:: PROBLEM ::
Only the lines from the start of the material through the line containing "死锁、锁超时、SQLite BUSY 等" are to be extracted, exactly as they appear.

:: SUPPLIED RECORDS ::

//! 数据库操作重试
//!
//! 所有存储操作都经过这里：每次尝试有独立超时，
//! 只对短暂性故障重试，重试次数有上限。

use std::future::Future;
use std::time::Duration;

use sea_orm::DbErr;
use tokio::time::sleep;
use tracing::{debug, warn};

use crate::config::DatabaseConfig;

/// 判断数据库错误是否可重试
pub fn is_retryable_error(err: &DbErr) -> bool {
    match err {
        DbErr::ConnectionAcquire(_) | DbErr::Conn(_) => true,
        DbErr::Exec(runtime_err) | DbErr::Query(runtime_err) => {
            is_retryable_runtime_error(runtime_err)
        }
        _ => false,
    }
}

/// 死锁、锁超时、SQLite BUSY 等
fn is_retryable_runtime_error(err: &sea_orm::error::RuntimeErr) -> bool {
    use sea_orm::error::RuntimeErr;

    match err {
        RuntimeErr::SqlxError(sqlx_err) => {
            use std::ops::Deref;
            if let Some(db_err) = sqlx_err.deref().as_database_error()
                && let Some(code) = db_err.code()
            {
                return matches!(
                    code.as_ref(),
                    // MySQL 死锁和锁超时
                    "1213" | "1205" |
                    // PostgreSQL 序列化失败和死锁
                    "40001" | "40P01" |
                    // SQLite BUSY 和 LOCKED
                    "5" | "6"
                );
            }
            is_retryable_error_message(&sqlx_err.to_string().to_lowercase())
        }
        RuntimeErr::Internal(msg) => is_retryable_error_message(&msg.to_lowercase()),
        #[allow(unreachable_patterns)]
        _ => false,
    }
}

fn is_retryable_error_message(err_str: &str) -> bool {
    err_str.contains("deadlock")
        || err_str.contains("lock wait timeout")
        || err_str.contains("database is locked")
        || err_str.contains("serialization failure")
}

/// 重试配置
#[derive(Clone, Copy, Debug)]
pub struct RetryConfig {
    pub max_retries: u32,
    pub base_delay_ms: u64,
    pub max_delay_ms: u64,
}

impl Default for RetryConfig {
    fn default() -> Self {
        Self {
            max_retries: 3,
            base_delay_ms: 100,
            max_delay_ms: 2000,
        }
    }
}

impl From<&DatabaseConfig> for RetryConfig {
    fn from(config: &DatabaseConfig) -> Self {
        Self {
            max_retries: config.retry_count,
            base_delay_ms: config.retry_base_delay_ms,
            max_delay_ms: config.retry_max_delay_ms,
        }
    }
}

/// 计算第 `attempt` 次重试的退避时间（毫秒）
///
/// 指数增长，封顶 `max_ms`，再叠加 0-25% 的随机抖动。
pub fn calculate_backoff(attempt: u32, base_ms: u64, max_ms: u64) -> u64 {
    use rand::RngExt;
    let exp_delay = base_ms.saturating_mul(2u64.saturating_pow(attempt.saturating_sub(1)));
    let capped = exp_delay.min(max_ms);
    let jitter = rand::rng().random_range(0..=capped / 4);
    capped.saturating_add(jitter)
}

/// 带超时的重试执行器
///
/// 每次尝试有独立的超时；超时与可重试错误一样计入重试次数。
/// 重试耗尽后超时被转换为 `DbErr::Custom`。
pub async fn with_retry_timeout<T, F, Fut>(
    operation_name: &str,
    config: RetryConfig,
    timeout_ms: u64,
    mut operation: F,
) -> Result<T, DbErr>
where
    F: FnMut() -> Fut,
    Fut: Future<Output = Result<T, DbErr>>,
{
    let timeout_duration = Duration::from_millis(timeout_ms);
    let mut attempt = 0;

    loop {
        let failure = match tokio::time::timeout(timeout_duration, operation()).await {
            Ok(Ok(value)) => {
                if attempt > 0 {
                    debug!(
                        "Operation '{}' succeeded after {} retries",
                        operation_name, attempt
                    );
                }
                return Ok(value);
            }
            Ok(Err(e)) if !is_retryable_error(&e) => {
                debug!(
                    "Operation '{}' failed with non-retryable error: {}",
                    operation_name, e
                );
                return Err(e);
            }
            Ok(Err(e)) => e,
            Err(_elapsed) => DbErr::Custom(format!(
                "Operation '{}' timed out after {}ms",
                operation_name, timeout_ms
            )),
        };

        if attempt >= config.max_retries {
            warn!(
                "Operation '{}' failed, retries exhausted: {}",
                operation_name, failure
            );
            return Err(failure);
        }

        attempt += 1;
        let delay = calculate_backoff(attempt, config.base_delay_ms, config.max_delay_ms);
        warn!(
            "Operation '{}' failed (attempt {}/{}): {}; retrying in {} ms",
            operation_name,
            attempt,
            config.max_retries + 1,
            failure,
            delay
        );
        sleep(Duration::from_millis(delay)).await;
    }
}
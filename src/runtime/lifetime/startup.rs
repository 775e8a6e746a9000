use std::sync::Arc;
use std::time::Duration;

use anyhow::{Context, Result};
use tracing::{debug, info, warn};

use crate::cache::{self, CacheEntry, CompositeCacheTrait};
use crate::config::StaticConfig;
use crate::generator::CodeGenerator;
use crate::hits::{HitCounter, HitSink};
use crate::services::{LinkService, Resolver};
use crate::storage::{LinkStore, SeaOrmStorage, StorageFactory};

pub struct StartupContext {
    pub storage: Arc<SeaOrmStorage>,
    pub store: Arc<dyn LinkStore>,
    pub cache: Arc<dyn CompositeCacheTrait>,
    pub link_service: Arc<LinkService>,
    pub resolver: Arc<Resolver>,
    pub hits: Option<HitCounter>,
}

/// 准备服务器启动的上下文
/// 包括存储、缓存、点击计数和两个服务
pub async fn prepare_server_startup(config: &StaticConfig) -> Result<StartupContext> {
    let start_time = std::time::Instant::now();
    debug!("Starting pre-startup processing...");

    let storage = StorageFactory::create(&config.database)
        .await
        .context("Failed to create storage backend")?;
    let store: Arc<dyn LinkStore> = storage.clone();
    info!("Using storage backend: {}", store.backend_name());

    let cache = cache::create_cache(&config.cache);
    if config.cache.enabled && config.cache.warmup_limit > 0 {
        match store.load_active(config.cache.warmup_limit).await {
            Ok(links) => {
                let entries: Vec<CacheEntry> = links.iter().map(CacheEntry::from_mapping).collect();
                info!("Warming cache with {} active links", entries.len());
                cache.warm(entries);
            }
            // 预热失败不影响启动，冷缓存会按需回源
            Err(e) => warn!("Cache warmup failed (non-fatal): {}", e),
        }
    }

    let hits = if config.hits.enabled {
        let sink: Arc<dyn HitSink> = storage.clone();
        let counter = HitCounter::new(
            sink,
            Duration::from_secs(config.hits.flush_interval_secs.max(1)),
            config.hits.max_buffered.max(1),
        );

        let counter_for_task = counter.clone();
        tokio::spawn(async move {
            counter_for_task.start_background_task().await;
        });

        debug!(
            "HitCounter initialized with {} seconds and {} max buffered hits",
            config.hits.flush_interval_secs, config.hits.max_buffered
        );
        Some(counter)
    } else {
        warn!("Hit counting is disabled in configuration");
        None
    };

    let generator = CodeGenerator::new(
        &config.generator,
        config.routing.ignore_case,
        config.routing.reserved_segments(),
    );
    debug!("Code generator ready (length {})", generator.length());

    let link_service = Arc::new(LinkService::new(
        store.clone(),
        cache.clone(),
        generator,
        &config.routing,
    ));

    let resolver = Resolver::new(store.clone(), cache.clone(), &config.routing);
    let resolver = Arc::new(match &hits {
        Some(counter) => resolver.with_hits(counter.clone()),
        None => resolver,
    });

    debug!(
        "Pre-startup processing completed in {} ms",
        start_time.elapsed().as_millis()
    );

    Ok(StartupContext {
        storage,
        store,
        cache,
        link_service,
        resolver,
        hits,
    })
}
//! 点击计数管理器
//!
//! - 高并发累加（DashMap，重定向路径无锁）
//! - 定时刷盘与阈值触发刷盘
//! - 刷盘失败时把数据还回缓冲区

use dashmap::DashMap;
use std::sync::{
    Arc,
    atomic::{AtomicBool, AtomicUsize, Ordering},
};
use tokio::sync::Mutex;
use tokio::time::{Duration, sleep};
use tracing::{debug, trace, warn};

use super::HitSink;

struct HitBuffer {
    data: DashMap<Arc<str>, usize>,
    /// 缓冲区中的总点击数（用于阈值判断）
    total: AtomicUsize,
    flush_lock: Mutex<()>,
    /// 已有阈值刷盘任务在排队
    flush_pending: AtomicBool,
}

impl HitBuffer {
    fn new() -> Self {
        Self {
            data: DashMap::new(),
            total: AtomicUsize::new(0),
            flush_lock: Mutex::new(()),
            flush_pending: AtomicBool::new(false),
        }
    }

    fn increment(&self, code: &str) -> usize {
        // 热点短码走 get_mut，避免每次分配 Arc
        if let Some(mut entry) = self.data.get_mut(code) {
            *entry += 1;
        } else {
            self.data
                .entry(Arc::from(code))
                .and_modify(|v| *v += 1)
                .or_insert(1);
        }
        self.total.fetch_add(1, Ordering::Relaxed) + 1
    }

    /// 只移除快照中的 key，窗口期内新增的计数留到下一轮
    fn drain(&self) -> Vec<(String, usize)> {
        let keys: Vec<Arc<str>> = self.data.iter().map(|r| r.key().clone()).collect();

        let mut updates = Vec::with_capacity(keys.len());
        let mut removed = 0;
        for key in keys {
            if let Some((k, v)) = self.data.remove(&key) {
                removed += v;
                updates.push((k.to_string(), v));
            }
        }

        if removed > 0 {
            self.total
                .fetch_update(Ordering::Release, Ordering::Relaxed, |current| {
                    Some(current.saturating_sub(removed))
                })
                .ok();
        }

        updates
    }

    fn restore(&self, updates: Vec<(String, usize)>) {
        let mut restored = 0;
        for (k, v) in updates {
            *self.data.entry(Arc::from(k.as_str())).or_insert(0) += v;
            restored += v;
        }
        self.total.fetch_add(restored, Ordering::Relaxed);
    }

    fn total(&self) -> usize {
        self.total.load(Ordering::Relaxed)
    }
}

/// 点击计数器
///
/// 可廉价克隆，所有克隆共享同一个缓冲区。
#[derive(Clone)]
pub struct HitCounter {
    buffer: Arc<HitBuffer>,
    sink: Arc<dyn HitSink>,
    flush_interval: Duration,
    max_buffered: usize,
}

impl HitCounter {
    pub fn new(sink: Arc<dyn HitSink>, flush_interval: Duration, max_buffered: usize) -> Self {
        Self {
            buffer: Arc::new(HitBuffer::new()),
            sink,
            flush_interval,
            max_buffered,
        }
    }

    /// 记录一次点击；达到阈值时在后台触发一次刷盘
    pub fn increment(&self, code: &str) {
        let current = self.buffer.increment(code);
        trace!("HitCounter: buffered hits = {}", current);

        if current >= self.max_buffered
            && self
                .buffer
                .flush_pending
                .compare_exchange(false, true, Ordering::SeqCst, Ordering::Relaxed)
                .is_ok()
        {
            let buffer = Arc::clone(&self.buffer);
            let sink = Arc::clone(&self.sink);
            tokio::spawn(async move {
                if let Ok(_guard) = buffer.flush_lock.try_lock() {
                    Self::flush_buffer(&buffer, &sink).await;
                }
                buffer.flush_pending.store(false, Ordering::Release);
            });
        }
    }

    pub async fn start_background_task(&self) {
        loop {
            sleep(self.flush_interval).await;

            if let Ok(_guard) = self.buffer.flush_lock.try_lock() {
                Self::flush_buffer(&self.buffer, &self.sink).await;
            } else {
                trace!("HitCounter: flush already in progress, skipping scheduled flush");
            }
        }
    }

    /// 等待进行中的刷盘结束后再刷一次（停机时调用）
    pub async fn flush(&self) {
        debug!("HitCounter: Manual flush triggered");
        let _guard = self.buffer.flush_lock.lock().await;
        Self::flush_buffer(&self.buffer, &self.sink).await;
    }

    async fn flush_buffer(buffer: &HitBuffer, sink: &Arc<dyn HitSink>) {
        let updates = buffer.drain();
        if updates.is_empty() {
            return;
        }

        let count = updates.len();
        match sink.flush_hits(updates.clone()).await {
            Ok(()) => debug!("HitCounter: flushed {} entries", count),
            Err(e) => {
                buffer.restore(updates);
                warn!(
                    "HitCounter: flush_hits failed: {}, {} entries restored to buffer",
                    e, count
                );
            }
        }
    }

    pub fn buffer_size(&self) -> usize {
        self.buffer.total()
    }
}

:: ANSWER SPACE ::
//! 数据库操作重试
//!
//! 所有存储操作都经过这里：每次尝试有独立超时，
//! 只对短暂性故障重试，重试次数有上限。

use std::future::Future;
use std::time::Duration;

use sea_orm::DbErr;
use tokio::time::sleep;
use tracing::{debug, warn};

use crate::config::DatabaseConfig;

/// 判断数据库错误是否可重试
pub fn is_retryable_error(err: &DbErr) -> bool {
    match err {
        DbErr::ConnectionAcquire(_) | DbErr::Conn(_) => true,
        DbErr::Exec(runtime_err) | DbErr::Query(runtime_err) => {
            is_retryable_runtime_error(runtime_err)
        }
        _ => false,
    }
}

/// 死锁、锁超时、SQLite BUSY 等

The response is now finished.